El presidente de la Asociación del Fútbol Argentino (AFA), Claudio “Chiqui” Tapia, atravesó otra semana intensa que combinó el regreso de la fecha después del paro, su situación judicial y la agenda política del fútbol. Presencia en Tribunales y rosca con los clubes.
Tapia se presentó el jueves en el fuero Penal Económico para declarar ante el juez Diego Amarante en el marco de la investigación iniciada tras por la denuncia de la Agencia de Recaudación y Control Aduanero (ARCA). El expediente busca determinar si la AFA retuvo tributos y aportes de la seguridad social sin ingresarlos al fisco dentro de los plazos legales. Según la acusación, el monto supera los 19.000 millones de pesos y corresponde a obligaciones acumuladas entre marzo de 2024 y septiembre de 2025.
“Cumplimos con lo que quería el juez”. La del jueves fue su primera presencia en Comodoro Py desde que Tapia se puso bajo la mira oficial. Permaneció poco más de una hora y al igual que el tesorero de la AFA, Pablo Toviggino, que había declarado el día anterior, presentó un escrito y no respondió las preguntas del juez. Pidió su sobreseimiento y reiteró el pedido para poder salir del país.
Tras la audiencia judicial, encabezó en el predio de la AFA de Ezeiza un almuerzo protocolar con 25 dirigentes del fútbol argentino.
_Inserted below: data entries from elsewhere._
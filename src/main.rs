//! Tactician CLI entry point.

use clap::Parser;

use tactician::cli::commands::{self, load_config};
use tactician::cli::{handle_error, Cli, Commands};
use tactician::infrastructure::LoggerImpl;

#[tokio::main]
async fn main() {
    let cli = Cli::parse();

    let config = match load_config(cli.config.as_deref()) {
        Ok(config) => config,
        Err(err) => handle_error(err, cli.json),
    };
    let _logger = match LoggerImpl::init(&config.logging) {
        Ok(logger) => logger,
        Err(err) => handle_error(err, cli.json),
    };

    let result = match cli.command {
        Commands::Plan(args) => commands::plan::execute(args, &config, cli.json).await,
        Commands::Run(args) => commands::run::execute(args, &config, cli.json).await,
    };

    if let Err(err) = result {
        handle_error(err, cli.json);
    }
}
El encuentro buscó mostrar respaldo institucional en medio del avance de la investigación judicial. Y tras el contundente respaldo a la AFA de los clubes que ejecutaron un paro que paralizó hasta a los amistosos a puertas cerradas.
Entre los presentes estuvieron dirigentes como Luciano Nakis, presidente de Deportivo Armenio y prosecretario de la AFA; el exarquero y actual dirigente Agustín Orión, hoy presidente de Midland; además de representantes de otros clubes del ascenso y autoridades del organismo.
La reunión fue interpretada en el ambiente del fútbol como un gesto de unidad de la dirigencia frente al escenario judicial que atraviesa la conducción de la AFA.
También hubo lugar para un mano a mano con el titular de la Confederación Sudamericana de Fútbol (Conmebol), Alejandro Domínguez, para analizar el futuro de la Finalissima entre Argentina y España. El partido que enfrentará al campeón de América con el de Europa.
Inicialmente programado para disputarse en Qatar, el encuentro quedó envuelto en incertidumbre debido a la escalada bélica en Medio Oriente, que obligó a reconsiderar la sede y alteró las precisiones del mundo entero.
En ese contexto, surgió con fuerza la posibilidad de que el partido se juegue en el Estadio Santiago Bernabéu de Madrid, algo que no cayó bien en la dirigencia argentina. Tapia expresó públicamente su deseo de que el partido se dispute en el Estadio Monumental de Buenos Aires.
Sin embargo, la decisión final depende de la Unión de Asociaciones Europeas de Fútbol (UEFA), que tiene la potestad de elegir la sede en la edición de 2026 del torneo organizado junto a la Conmebol.
A tan sólo dos semanas de la fecha prevista para el partido, la sede aún no está confirmada y las negociaciones continúan. Mientras tanto, Tapia intenta sostener el control del frente interno del fútbol argentino, en medio de la avanzada judicial que involucra a la conducción de la AFA y sus movimientos económicos.